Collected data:
┄┄┄┄┄┄┄┄┄┄┄┄┄┄┄┄┄┄┄┄

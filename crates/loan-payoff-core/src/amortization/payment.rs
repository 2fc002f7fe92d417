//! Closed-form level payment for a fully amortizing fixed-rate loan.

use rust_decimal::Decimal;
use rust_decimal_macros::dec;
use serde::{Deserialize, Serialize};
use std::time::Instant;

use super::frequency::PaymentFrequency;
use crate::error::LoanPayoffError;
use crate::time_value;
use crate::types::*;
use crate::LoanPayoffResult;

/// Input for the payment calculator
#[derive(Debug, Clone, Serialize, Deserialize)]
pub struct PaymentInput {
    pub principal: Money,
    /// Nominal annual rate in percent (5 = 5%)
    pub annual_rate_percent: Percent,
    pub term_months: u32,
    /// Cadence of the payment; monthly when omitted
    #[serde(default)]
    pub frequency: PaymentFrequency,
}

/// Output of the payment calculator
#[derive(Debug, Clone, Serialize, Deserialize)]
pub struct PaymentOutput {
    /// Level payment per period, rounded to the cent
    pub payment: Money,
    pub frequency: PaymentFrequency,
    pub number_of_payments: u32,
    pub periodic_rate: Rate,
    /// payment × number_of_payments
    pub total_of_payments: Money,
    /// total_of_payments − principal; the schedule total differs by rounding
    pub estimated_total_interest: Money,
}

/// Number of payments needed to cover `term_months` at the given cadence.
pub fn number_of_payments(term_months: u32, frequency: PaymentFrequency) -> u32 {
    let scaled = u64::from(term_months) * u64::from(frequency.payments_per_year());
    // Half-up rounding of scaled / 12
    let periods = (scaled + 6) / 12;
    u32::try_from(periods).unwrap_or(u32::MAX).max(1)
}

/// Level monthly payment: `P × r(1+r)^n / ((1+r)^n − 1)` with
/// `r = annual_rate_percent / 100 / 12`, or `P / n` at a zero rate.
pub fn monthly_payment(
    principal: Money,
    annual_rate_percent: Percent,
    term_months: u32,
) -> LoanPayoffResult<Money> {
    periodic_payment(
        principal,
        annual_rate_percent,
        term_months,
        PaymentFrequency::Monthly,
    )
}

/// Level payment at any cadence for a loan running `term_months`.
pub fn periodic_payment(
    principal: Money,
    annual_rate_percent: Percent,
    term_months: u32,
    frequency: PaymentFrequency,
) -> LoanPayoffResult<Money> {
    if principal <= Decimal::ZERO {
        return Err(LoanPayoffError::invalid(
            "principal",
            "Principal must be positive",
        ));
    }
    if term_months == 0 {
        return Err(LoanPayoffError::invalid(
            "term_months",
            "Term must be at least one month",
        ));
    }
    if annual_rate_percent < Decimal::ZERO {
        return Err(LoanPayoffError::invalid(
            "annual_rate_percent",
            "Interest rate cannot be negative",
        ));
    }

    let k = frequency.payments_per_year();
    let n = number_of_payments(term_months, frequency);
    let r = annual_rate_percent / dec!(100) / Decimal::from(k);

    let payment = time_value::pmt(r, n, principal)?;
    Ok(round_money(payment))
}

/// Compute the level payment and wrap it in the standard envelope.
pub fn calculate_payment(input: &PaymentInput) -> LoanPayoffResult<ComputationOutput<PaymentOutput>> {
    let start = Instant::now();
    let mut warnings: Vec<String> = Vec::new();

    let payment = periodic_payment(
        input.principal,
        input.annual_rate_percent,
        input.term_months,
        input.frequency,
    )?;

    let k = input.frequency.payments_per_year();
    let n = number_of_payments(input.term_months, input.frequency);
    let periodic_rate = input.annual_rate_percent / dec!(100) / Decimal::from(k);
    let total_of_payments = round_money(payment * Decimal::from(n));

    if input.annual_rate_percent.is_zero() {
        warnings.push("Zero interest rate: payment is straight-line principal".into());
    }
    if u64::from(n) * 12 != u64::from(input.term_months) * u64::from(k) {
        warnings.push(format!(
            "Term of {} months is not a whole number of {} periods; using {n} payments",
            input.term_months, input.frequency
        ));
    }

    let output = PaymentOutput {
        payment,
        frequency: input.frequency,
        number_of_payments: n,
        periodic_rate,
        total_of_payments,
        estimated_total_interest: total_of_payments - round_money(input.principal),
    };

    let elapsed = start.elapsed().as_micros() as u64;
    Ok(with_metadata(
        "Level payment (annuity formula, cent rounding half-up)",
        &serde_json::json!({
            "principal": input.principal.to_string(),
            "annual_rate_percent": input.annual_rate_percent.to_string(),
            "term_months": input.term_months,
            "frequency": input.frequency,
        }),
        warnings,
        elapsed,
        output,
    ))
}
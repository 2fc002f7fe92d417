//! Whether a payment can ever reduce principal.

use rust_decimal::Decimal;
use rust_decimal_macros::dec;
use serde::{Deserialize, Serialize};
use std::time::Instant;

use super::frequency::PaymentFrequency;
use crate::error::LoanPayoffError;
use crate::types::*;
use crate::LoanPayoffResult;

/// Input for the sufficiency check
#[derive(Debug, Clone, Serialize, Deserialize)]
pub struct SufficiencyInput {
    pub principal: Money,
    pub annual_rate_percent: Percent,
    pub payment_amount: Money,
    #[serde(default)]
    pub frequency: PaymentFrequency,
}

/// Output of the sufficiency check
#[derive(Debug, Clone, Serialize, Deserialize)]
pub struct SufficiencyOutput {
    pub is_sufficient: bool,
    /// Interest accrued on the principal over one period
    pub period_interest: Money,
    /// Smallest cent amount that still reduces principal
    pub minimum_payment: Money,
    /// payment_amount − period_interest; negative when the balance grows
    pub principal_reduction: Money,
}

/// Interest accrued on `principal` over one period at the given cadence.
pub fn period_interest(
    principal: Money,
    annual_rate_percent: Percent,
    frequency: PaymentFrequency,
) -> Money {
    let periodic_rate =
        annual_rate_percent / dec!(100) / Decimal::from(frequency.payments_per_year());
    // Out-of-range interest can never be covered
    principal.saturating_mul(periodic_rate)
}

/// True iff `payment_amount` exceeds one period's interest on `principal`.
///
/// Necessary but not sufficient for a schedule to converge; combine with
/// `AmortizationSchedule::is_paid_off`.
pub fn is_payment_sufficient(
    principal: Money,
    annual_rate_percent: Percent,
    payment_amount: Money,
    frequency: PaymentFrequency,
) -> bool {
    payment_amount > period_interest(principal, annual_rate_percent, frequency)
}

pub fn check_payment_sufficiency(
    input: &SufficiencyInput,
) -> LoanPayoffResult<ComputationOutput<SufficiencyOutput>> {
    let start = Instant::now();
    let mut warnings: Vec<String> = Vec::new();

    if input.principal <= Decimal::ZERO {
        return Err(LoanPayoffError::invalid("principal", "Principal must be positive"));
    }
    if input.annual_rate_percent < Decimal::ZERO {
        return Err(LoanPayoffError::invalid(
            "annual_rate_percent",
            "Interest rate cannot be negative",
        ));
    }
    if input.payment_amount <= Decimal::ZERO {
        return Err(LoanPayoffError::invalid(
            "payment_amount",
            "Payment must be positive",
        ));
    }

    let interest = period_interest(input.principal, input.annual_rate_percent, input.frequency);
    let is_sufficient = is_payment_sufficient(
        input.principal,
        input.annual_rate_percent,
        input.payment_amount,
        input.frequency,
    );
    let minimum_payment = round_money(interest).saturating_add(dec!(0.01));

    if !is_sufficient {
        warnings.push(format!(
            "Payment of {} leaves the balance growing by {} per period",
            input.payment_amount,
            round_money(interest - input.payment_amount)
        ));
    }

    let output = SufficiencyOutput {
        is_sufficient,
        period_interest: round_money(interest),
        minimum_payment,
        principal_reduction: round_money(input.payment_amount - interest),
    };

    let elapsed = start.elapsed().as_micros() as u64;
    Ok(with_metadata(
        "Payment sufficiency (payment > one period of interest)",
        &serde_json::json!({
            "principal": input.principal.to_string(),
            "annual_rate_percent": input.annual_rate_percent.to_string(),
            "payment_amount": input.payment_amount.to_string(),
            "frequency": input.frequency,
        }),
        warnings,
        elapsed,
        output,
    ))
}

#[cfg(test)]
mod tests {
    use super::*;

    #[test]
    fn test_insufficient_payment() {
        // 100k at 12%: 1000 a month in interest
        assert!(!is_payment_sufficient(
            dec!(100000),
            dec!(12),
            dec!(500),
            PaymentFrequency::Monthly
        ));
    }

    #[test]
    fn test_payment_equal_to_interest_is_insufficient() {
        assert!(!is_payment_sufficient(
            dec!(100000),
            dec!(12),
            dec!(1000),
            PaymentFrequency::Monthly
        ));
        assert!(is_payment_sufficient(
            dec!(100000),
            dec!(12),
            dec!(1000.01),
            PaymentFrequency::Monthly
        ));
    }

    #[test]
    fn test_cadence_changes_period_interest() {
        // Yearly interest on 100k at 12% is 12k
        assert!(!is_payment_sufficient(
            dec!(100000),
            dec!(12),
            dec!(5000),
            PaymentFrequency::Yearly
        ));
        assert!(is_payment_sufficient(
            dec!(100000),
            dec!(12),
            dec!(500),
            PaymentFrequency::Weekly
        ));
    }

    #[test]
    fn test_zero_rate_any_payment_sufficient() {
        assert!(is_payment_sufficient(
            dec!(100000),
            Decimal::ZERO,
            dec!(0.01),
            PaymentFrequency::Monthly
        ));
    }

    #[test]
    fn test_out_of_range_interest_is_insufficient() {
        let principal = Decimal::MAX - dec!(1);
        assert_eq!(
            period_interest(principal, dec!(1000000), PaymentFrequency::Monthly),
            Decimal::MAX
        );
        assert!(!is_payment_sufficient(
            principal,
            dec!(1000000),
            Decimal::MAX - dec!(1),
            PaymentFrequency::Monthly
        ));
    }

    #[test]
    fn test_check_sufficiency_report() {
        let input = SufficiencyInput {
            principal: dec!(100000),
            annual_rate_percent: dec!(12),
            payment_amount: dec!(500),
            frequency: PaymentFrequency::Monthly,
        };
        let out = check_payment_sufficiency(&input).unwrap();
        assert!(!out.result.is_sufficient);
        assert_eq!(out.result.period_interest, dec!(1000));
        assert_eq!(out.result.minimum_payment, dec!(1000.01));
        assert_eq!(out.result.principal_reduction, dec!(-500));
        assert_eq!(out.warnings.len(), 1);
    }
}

┄┄┄┄┄┄┄┄┄┄┄┄┄┄┄┄┄┄┄┄

## [WHAT YOU WILL DO]
Restate, please, word for word the span of records running from the first line to the line bearing "pub struct PaymentOutput", both included, and nothing outside it.

## [EXERCISE ANSWER]
filename crates/loan-payoff-core/src/amortization/payment.rs
repository 2fc002f7fe92d417
//! Closed-form level payment for a fully amortizing fixed-rate loan.

use rust_decimal::Decimal;
use rust_decimal_macros::dec;
use serde::{Deserialize, Serialize};
use std::time::Instant;

use super::frequency::PaymentFrequency;
use crate::error::LoanPayoffError;
use crate::time_value;
use crate::types::*;
use crate::LoanPayoffResult;

/// Input for the payment calculator
#[derive(Debug, Clone, Serialize, Deserialize)]
pub struct PaymentInput {
    pub principal: Money,
    /// Nominal annual rate in percent (5 = 5%)
    pub annual_rate_percent: Percent,
    pub term_months: u32,
    /// Cadence of the payment; monthly when omitted
    #[serde(default)]
    pub frequency: PaymentFrequency,
}

/// Output of the payment calculator
#[derive(Debug, Clone, Serialize, Deserialize)]
pub struct PaymentOutput {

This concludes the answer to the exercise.